Now like any other friend, you don’t just jump on the train and hangout 24-7. He would ask me to hang all the day and night, but Jake was so broken and feeling so unloved and undeserving that excuses swarmed in. I knew what He could do, but I was still terrified, heck this was eternity. A couple months later I came across a word from God that changed my mindset forever, “For the wages of sin is death, but the FREE gift of God is eternal life through Christ Jesus our Lord.” ~Romans 6:23. If my heart was full of Sin (noun not verb) then I was going to hell, if my heart was simply with Jesus I was going to heaven. Simple. I was taught Grace. I realized that I did not deserve this, however it was a GIFT and was mine if I would simply unwrap the present. So… I said heck yeah. Since this interaction I have only grown deeper and deeper in love with my man Jesus.

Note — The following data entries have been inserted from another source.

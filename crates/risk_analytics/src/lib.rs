//! # risk_analytics: Sensitivity Analytics of the Credion Risk Engine
//!
//! ## Layer 3 (Analytics) Role
//!
//! risk_analytics sits on top of `risk_core` and provides:
//! - Currency parameter sensitivities: per-node first-derivative vectors
//!   keyed by curve name and currency (`sensitivity`)
//! - Cross-gamma parameter sensitivities: per-node second-derivative
//!   matrices under the same keying (`sensitivity`)
//! - The finite-difference cross-gamma calculator (`cross_gamma`)
//!
//! ## Computation model
//!
//! The cross-gamma calculator takes a base rates provider and a caller
//! supplied first-order sensitivity function. For every discount curve
//! it perturbs the curve's node values, substitutes the perturbed curve
//! into a fresh provider (the base is never mutated) and differentiates
//! the resulting sensitivity vector numerically. Curves are independent,
//! so they are processed in parallel through rayon.
//!
//! ## Feature Flags
//!
//! - `serde`: Enable serialisation for sensitivity entries

#![deny(missing_docs)]
#![deny(rustdoc::broken_intra_doc_links)]
#![deny(rustdoc::private_intra_doc_links)]

pub mod cross_gamma;
pub mod error;
pub mod sensitivity;

pub use cross_gamma::CrossGammaCalculator;
pub use error::AnalyticsError;
pub use sensitivity::{
    CrossGammaParameterSensitivities, CrossGammaParameterSensitivity,
    CurrencyParameterSensitivities, CurrencyParameterSensitivity,
};
//! Currency types for financial calculations.
//!
//! This module provides ISO 4217 currency codes with metadata
//! for decimal precision and serialisation support.
//!
//! # Examples
//!
//! ```
//! use risk_core::types::Currency;
//!
//! let usd = Currency::USD;
//! assert_eq!(usd.code(), "USD");
//! assert_eq!(usd.decimal_places(), 2);
//!
//! let jpy = Currency::JPY;
//! assert_eq!(jpy.decimal_places(), 0);  // Yen has no decimal places
//! ```

use std::fmt;
use std::str::FromStr;

use super::error::CurrencyError;

/// ISO 4217 currency codes with decimal precision metadata.
///
/// The enum covers the major trading currencies with their standard
/// decimal precision. Being a plain `Copy` enum it is usable directly
/// as a `HashMap` key, which the rates provider relies on to index
/// discount curves by currency.
///
/// # Examples
///
/// ```
/// use risk_core::types::Currency;
///
/// // Get currency code
/// assert_eq!(Currency::USD.code(), "USD");
///
/// // Parse from string (case-insensitive)
/// let eur: Currency = "eur".parse().unwrap();
/// assert_eq!(eur, Currency::EUR);
/// ```
#[non_exhaustive]
#[derive(Copy, Clone, Debug, PartialEq, Eq, Hash, PartialOrd, Ord)]
#[cfg_attr(feature = "serde", derive(serde::Serialize, serde::Deserialize))]
pub enum Currency {
    /// United States Dollar (2 decimal places)
    USD,

    /// Euro (2 decimal places)
    EUR,

    /// British Pound Sterling (2 decimal places)
    GBP,

    /// Japanese Yen (0 decimal places)
    JPY,

    /// Swiss Franc (2 decimal places)
    CHF,
}

impl Currency {
    /// Returns the ISO 4217 three-letter currency code.
    pub fn code(&self) -> &'static str {
        match self {
            Currency::USD => "USD",
            Currency::EUR => "EUR",
            Currency::GBP => "GBP",
            Currency::JPY => "JPY",
            Currency::CHF => "CHF",
        }
    }

    /// Returns the standard number of decimal places for this currency.
    ///
    /// Most currencies use 2 decimal places, but some (like JPY) use 0.
    pub fn decimal_places(&self) -> u8 {
        match self {
            Currency::JPY => 0,
            _ => 2,
        }
    }
}

impl FromStr for Currency {
    type Err = CurrencyError;

    /// Parses ISO 4217 currency code (case-insensitive).
    ///
    /// # Examples
    ///
    /// ```
    /// use risk_core::types::Currency;
    ///
    /// let usd: Currency = "USD".parse().unwrap();
    /// assert_eq!(usd, Currency::USD);
    ///
    /// // Unknown currency returns error
    /// let result: Result<Currency, _> = "XYZ".parse();
    /// assert!(result.is_err());
    /// ```
    fn from_str(s: &str) -> Result<Self, CurrencyError> {
        match s.to_uppercase().as_str() {
            "USD" => Ok(Currency::USD),
            "EUR" => Ok(Currency::EUR),
            "GBP" => Ok(Currency::GBP),
            "JPY" => Ok(Currency::JPY),
            "CHF" => Ok(Currency::CHF),
            _ => Err(CurrencyError::UnknownCurrency(s.to_string())),
        }
    }
}

impl fmt::Display for Currency {
    /// Formats as ISO 4217 code.
    fn fmt(&self, f: &mut fmt::Formatter<'_>) -> fmt::Result {
        write!(f, "{}", self.code())
    }
}

#[cfg(test)]
mod tests {
    use super::*;

    #[test]
    fn test_currency_code() {
        assert_eq!(Currency::USD.code(), "USD");
        assert_eq!(Currency::EUR.code(), "EUR");
        assert_eq!(Currency::GBP.code(), "GBP");
        assert_eq!(Currency::JPY.code(), "JPY");
        assert_eq!(Currency::CHF.code(), "CHF");
    }

    #[test]
    fn test_currency_decimal_places() {
        assert_eq!(Currency::USD.decimal_places(), 2);
        assert_eq!(Currency::JPY.decimal_places(), 0);
    }

    #[test]
    fn test_currency_from_str_case_insensitive() {
        assert_eq!("usd".parse::<Currency>().unwrap(), Currency::USD);
        assert_eq!("Eur".parse::<Currency>().unwrap(), Currency::EUR);
        assert_eq!("gbP".parse::<Currency>().unwrap(), Currency::GBP);
    }

    #[test]
    fn test_currency_from_str_unknown() {
        match "XYZ".parse::<Currency>() {
            Err(CurrencyError::UnknownCurrency(code)) => assert_eq!(code, "XYZ"),
            _ => panic!("Expected UnknownCurrency error"),
        }
    }

    #[test]
    fn test_currency_roundtrip() {
        for currency in [
            Currency::USD,
            Currency::EUR,
            Currency::GBP,
            Currency::JPY,
            Currency::CHF,
        ] {
            let parsed: Currency = currency.code().parse().unwrap();
            assert_eq!(currency, parsed);
        }
    }

    #[test]
    fn test_currency_hash() {
        use std::collections::HashSet;
        let mut set = HashSet::new();
        set.insert(Currency::USD);
        set.insert(Currency::EUR);
        set.insert(Currency::USD); // Duplicate
        assert_eq!(set.len(), 2);
    }

    #[cfg(feature = "serde")]
    mod serde_tests {
        use super::*;

        #[test]
        fn test_currency_serde_roundtrip() {
            let currency = Currency::USD;
            let json = serde_json::to_string(&currency).unwrap();
            assert_eq!(json, "\"USD\"");

            let parsed: Currency = serde_json::from_str(&json).unwrap();
            assert_eq!(parsed, currency);
        }
    }
}
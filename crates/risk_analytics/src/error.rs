//! Analytics error types.

use thiserror::Error;

use risk_core::market_data::MarketDataError;
use risk_core::math::differentiation::DifferentiationError;

/// Errors from sensitivity construction and cross-gamma computation.
#[derive(Error, Debug, Clone, PartialEq)]
pub enum AnalyticsError {
    /// A sensitivity vector whose length does not match its labels, or
    /// two combined entries of different lengths.
    #[error("Parameter count mismatch on curve {curve}: expected {expected}, got {got}")]
    ParameterCountMismatch {
        /// Name of the curve
        curve: String,
        /// Expected parameter count
        expected: usize,
        /// Supplied parameter count
        got: usize,
    },

    /// A cross-gamma matrix that is not rectangular or does not match
    /// its labels.
    #[error("Matrix shape mismatch on curve {curve}")]
    MatrixShapeMismatch {
        /// Name of the curve
        curve: String,
    },

    /// Error from the finite-difference differentiator.
    #[error("Differentiation error: {0}")]
    Differentiation(#[from] DifferentiationError),

    /// Error from the curve layer.
    #[error("Market data error: {0}")]
    MarketData(#[from] MarketDataError),
}

#[cfg(test)]
mod tests {
    use super::*;

    #[test]
    fn test_parameter_count_mismatch_display() {
        let err = AnalyticsError::ParameterCountMismatch {
            curve: "USD Discount".to_string(),
            expected: 5,
            got: 4,
        };
        assert_eq!(
            format!("{}", err),
            "Parameter count mismatch on curve USD Discount: expected 5, got 4"
        );
    }

    #[test]
    fn test_from_differentiation_error() {
        let err: AnalyticsError = DifferentiationError::EmptyPoint.into();
        assert!(matches!(err, AnalyticsError::Differentiation(_)));
    }
}
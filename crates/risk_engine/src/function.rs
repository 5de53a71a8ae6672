//! The calculation-function contract.
//!
//! A calculation function declares its market data via `requirements`
//! and is executed once per scenario against a single-scenario view.
//! This module provides:
//! - [`CalculationFunction`]: The polymorphic contract
//! - [`CalculationResult`]: Per-scenario result values with optional
//!   currency-conversion support
//! - [`ScenarioResults`]: The ordered per-scenario result collection
//! - [`execute_per_scenario`]: The default N-way fan-out, parallelised
//!   through rayon above a configurable threshold

use rayon::prelude::*;

use risk_core::types::{Currency, CurrencyAmount, CurrencyPair};

use crate::error::EngineError;
use crate::market_data::scenario::{ScenarioMarketData, SingleScenarioMarketData};
use crate::requirements::CalculationRequirements;

/// A per-scenario result value.
///
/// The single operation expresses optional automatic currency
/// conversion: the default implementation passes the value through
/// unchanged (the type does not support conversion), while monetary
/// types override it to convert using the scenario's FX rates.
pub trait CalculationResult: Sized {
    /// Converts this result into the reporting currency, when supported.
    ///
    /// The default implementation returns the value unconverted.
    fn into_reporting_currency(
        self,
        _reporting: Currency,
        _market: &SingleScenarioMarketData<'_>,
    ) -> Result<Self, EngineError> {
        Ok(self)
    }
}

impl CalculationResult for f64 {}
impl CalculationResult for Vec<f64> {}
impl CalculationResult for Vec<(String, f64)> {}

impl CalculationResult for CurrencyAmount {
    /// Converts the amount using the scenario's FX rate for
    /// `(amount currency, reporting)`.
    fn into_reporting_currency(
        self,
        reporting: Currency,
        market: &SingleScenarioMarketData<'_>,
    ) -> Result<Self, EngineError> {
        if self.currency() == reporting {
            return Ok(self);
        }
        let pair = CurrencyPair::new(self.currency(), reporting);
        let rate = market.fx_rate(pair)?;
        Ok(CurrencyAmount::new(self.amount() * rate, reporting))
    }
}

/// Ordered per-scenario results, one entry per scenario index.
///
/// # Examples
///
/// ```
/// use risk_engine::function::ScenarioResults;
///
/// let results = ScenarioResults::of(vec![1.0, 2.0, 3.0]);
/// assert_eq!(results.scenario_count(), 3);
/// assert_eq!(results.get(1), Some(&2.0));
/// ```
#[derive(Debug, Clone, PartialEq)]
pub struct ScenarioResults<R> {
    /// Results in scenario-index order
    results: Vec<R>,
}

impl<R> ScenarioResults<R> {
    /// Wraps results already in scenario-index order.
    #[inline]
    pub fn of(results: Vec<R>) -> Self {
        Self { results }
    }

    /// Returns the number of scenarios.
    #[inline]
    pub fn scenario_count(&self) -> usize {
        self.results.len()
    }

    /// Returns the result for scenario `index`.
    #[inline]
    pub fn get(&self, index: usize) -> Option<&R> {
        self.results.get(index)
    }

    /// Iterates results in scenario-index order.
    #[inline]
    pub fn iter(&self) -> impl Iterator<Item = &R> {
        self.results.iter()
    }

    /// Maps every per-scenario result, preserving order.
    pub fn map<S>(self, f: impl FnMut(R) -> S) -> ScenarioResults<S> {
        ScenarioResults {
            results: self.results.into_iter().map(f).collect(),
        }
    }
}

impl<R> IntoIterator for ScenarioResults<R> {
    type Item = R;
    type IntoIter = std::vec::IntoIter<R>;

    fn into_iter(self) -> Self::IntoIter {
        self.results.into_iter()
    }
}

/// The contract every calculation function implements.
///
/// `requirements` is pure; `execute` produces one result per scenario
/// index, in index order.
pub trait CalculationFunction {
    /// The trade or position type this function calculates for.
    type Target;
    /// The per-scenario result type.
    type Result: CalculationResult;

    /// Derives the market data this calculation needs from trade content.
    fn requirements(&self, target: &Self::Target)
        -> Result<CalculationRequirements, EngineError>;

    /// Executes the calculation once per scenario, in index order.
    fn execute(
        &self,
        target: &Self::Target,
        market: &ScenarioMarketData,
    ) -> Result<ScenarioResults<Self::Result>, EngineError>;

    /// The currency results are reported in by default, when the trade
    /// implies one.
    fn default_reporting_currency(&self, _target: &Self::Target) -> Option<Currency> {
        None
    }
}

/// Configuration for the scenario fan-out.
#[derive(Clone, Copy, Debug)]
pub struct ParallelConfig {
    /// Minimum scenario count before using rayon
    pub parallel_threshold: usize,
}

impl Default for ParallelConfig {
    fn default() -> Self {
        Self {
            parallel_threshold: 64,
        }
    }
}

impl ParallelConfig {
    /// Returns whether to use parallel execution for `n_items` tasks.
    #[inline]
    pub fn should_parallelise(&self, n_items: usize) -> bool {
        n_items >= self.parallel_threshold
    }
}

/// Runs `per_scenario` once for every scenario index, in index order.
///
/// Each invocation receives the immutable single-scenario view bound to
/// its index; no task shares mutable state with another, so the fan-out
/// runs through rayon when the scenario count passes the configured
/// threshold. The first error aborts the whole execution.
pub fn execute_per_scenario<R, F>(
    market: &ScenarioMarketData,
    config: ParallelConfig,
    per_scenario: F,
) -> Result<ScenarioResults<R>, EngineError>
where
    R: Send,
    F: Fn(&SingleScenarioMarketData<'_>) -> Result<R, EngineError> + Sync,
{
    let n = market.scenario_count();
    let run = |index: usize| -> Result<R, EngineError> {
        let view = market.scenario(index)?;
        per_scenario(&view)
    };

    let results: Result<Vec<R>, EngineError> = if config.should_parallelise(n) {
        (0..n).into_par_iter().map(run).collect()
    } else {
        (0..n).map(run).collect()
    };
    Ok(ScenarioResults::of(results?))
}
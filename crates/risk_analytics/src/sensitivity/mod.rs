//! Parameter sensitivity containers.
//!
//! This module provides:
//! - [`CurrencyParameterSensitivity`] / [`CurrencyParameterSensitivities`]:
//!   Per-node first-derivative vectors keyed by (curve name, currency)
//! - [`CrossGammaParameterSensitivity`] / [`CrossGammaParameterSensitivities`]:
//!   Per-node second-derivative matrices under the same keying
//!
//! Collections never hold two entries with the same key: combining sums
//! overlapping entries and appends the rest, so accumulation starts from
//! `empty()` and folds with `combined_with`.

pub mod cross_gamma_param;
pub mod currency_param;

pub use cross_gamma_param::{CrossGammaParameterSensitivities, CrossGammaParameterSensitivity};
pub use currency_param::{CurrencyParameterSensitivities, CurrencyParameterSensitivity};
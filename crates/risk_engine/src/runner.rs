//! Per-trade measure orchestration.
//!
//! [`run_measures`] computes a set of measures for a set of trades
//! against assembled scenario market data. Failures are isolated per
//! trade and per measure: a configuration error or market-data gap on
//! one trade's measure is recorded in the report row and logged with the
//! trade identity and cause, and processing moves on. Nothing is ever
//! silently substituted with zero.

use tracing::{debug, warn};

use crate::credit::measures::{
    BucketedCs01Pricer, BucketedIr01Pricer, ParallelCs01Pricer, ParallelIr01Pricer,
    PresentValuePricer,
};
use crate::credit::{CdsFunction, CdsTrade, TradeId};
use crate::error::EngineError;
use crate::function::{CalculationFunction, ScenarioResults};
use crate::market_data::scenario::ScenarioMarketData;
use crate::measures::{Measure, MeasureValue};

/// One trade's computed measures, with per-measure outcomes.
#[derive(Debug)]
pub struct TradeMeasureReport {
    /// The trade the row reports on
    trade_id: TradeId,
    /// Outcome per requested measure, in request order
    measures: Vec<(Measure, Result<ScenarioResults<MeasureValue>, EngineError>)>,
}

impl TradeMeasureReport {
    /// Returns the trade identifier.
    #[inline]
    pub fn trade_id(&self) -> &TradeId {
        &self.trade_id
    }

    /// Returns the per-measure outcomes in request order.
    #[inline]
    pub fn measures(&self) -> &[(Measure, Result<ScenarioResults<MeasureValue>, EngineError>)] {
        &self.measures
    }

    /// Returns the outcome for one measure, if it was requested.
    pub fn measure(
        &self,
        measure: Measure,
    ) -> Option<&Result<ScenarioResults<MeasureValue>, EngineError>> {
        self.measures
            .iter()
            .find(|(m, _)| *m == measure)
            .map(|(_, outcome)| outcome)
    }

    /// Returns true when every requested measure computed successfully.
    pub fn is_complete(&self) -> bool {
        self.measures.iter().all(|(_, outcome)| outcome.is_ok())
    }
}

/// Computes one measure for one trade across all scenarios.
pub fn compute_measure(
    measure: Measure,
    trade: &CdsTrade,
    market: &ScenarioMarketData,
) -> Result<ScenarioResults<MeasureValue>, EngineError> {
    match measure {
        Measure::PresentValue => CdsFunction::new(PresentValuePricer)
            .execute(trade, market)
            .map(|results| results.map(MeasureValue::Amount)),
        Measure::Ir01ParallelPar => CdsFunction::new(ParallelIr01Pricer)
            .execute(trade, market)
            .map(|results| results.map(MeasureValue::Scalar)),
        Measure::Ir01BucketedPar => CdsFunction::new(BucketedIr01Pricer)
            .execute(trade, market)
            .map(|results| results.map(MeasureValue::Vector)),
        Measure::Cs01ParallelPar => CdsFunction::new(ParallelCs01Pricer)
            .execute(trade, market)
            .map(|results| results.map(MeasureValue::Scalar)),
        Measure::Cs01BucketedPar => CdsFunction::new(BucketedCs01Pricer)
            .execute(trade, market)
            .map(|results| results.map(MeasureValue::Labelled)),
    }
}

/// Computes `measures` for every trade, isolating failures per trade and
/// per measure.
///
/// Each failure is logged with the trade identity and cause and recorded
/// in the report row; it never aborts the other trades or measures.
pub fn run_measures(
    trades: &[CdsTrade],
    measures: &[Measure],
    market: &ScenarioMarketData,
) -> Vec<TradeMeasureReport> {
    trades
        .iter()
        .map(|trade| {
            let outcomes = measures
                .iter()
                .map(|&measure| {
                    let outcome = compute_measure(measure, trade, market);
                    match &outcome {
                        Ok(results) => debug!(
                            trade = %trade.id(),
                            measure = %measure,
                            scenarios = results.scenario_count(),
                            "measure computed"
                        ),
                        Err(cause) => warn!(
                            trade = %trade.id(),
                            measure = %measure,
                            %cause,
                            "measure failed"
                        ),
                    }
                    (measure, outcome)
                })
                .collect();
            TradeMeasureReport {
                trade_id: trade.id().clone(),
                measures: outcomes,
            }
        })
        .collect()
}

It does not take getting to rock bottom to meet Jesus, He is reaching out at all times, ready to take your hand any second of any day! When He said “Tetelestai” (It is finished) on the cross, He was saying that He had done it, He had defeated Sin forever and He had reached His hands out to us (as he does on the cross when His arms are spread) to come with Him to His eternal destination. I took His hand, and I still grip His hand everyday because I don’t ever want to feel that sense of loneliness or insecurity again that I was once defined by. My new identity was Son of God, forever citizen of Heaven. It does not get much better than that.
A recent realization leads me to this analogy. Say, I have a friend. His/her loving parents are not going to call me and ask me to come hangout with them and spend the night with them everyday forever, no matter how loving they are. But, if I come with their child, their arms are open wide and they would accept me into their home with open arms. Jesus is my friend, and His father welcomes me Home with open arms! God sent Jesus to connect with us, to take on every temptation that we have, He was seeking to relate to us so that He could have a relationship with us. “…But as for me and my household we will serve the Lord.” ~Joshua 24:15 This is referring to not just our literal households but our bodies as well. My body is the household of my Spirit, soul, and flesh. And as for me and my three parts, I will honor it by serving the Lord! For it is a gift and a blessing, not something to experiment on.
Judah Smith (a people-loving, Gospel-preaching, world traveling author and pastor), in His book Life is _____. makes a very life-changing point when He explains this: “The opposite of love [another name for God] in not hate; it is selfishness [another name for an idol]. Adam and Eve chose self over love. They chose self over God.” (Smith 10) I am declaring no more desires of Jake, but desires of God to be met for the rest of my days! God created me and gave me a choice (life or death), so I choose Him!
His story inside of me is not over, yet it is just beginning because it is time to watch the fruit flourish through me for whatever He has in mind for me. My heart is yours Dad! Lead me where my trust is without borders!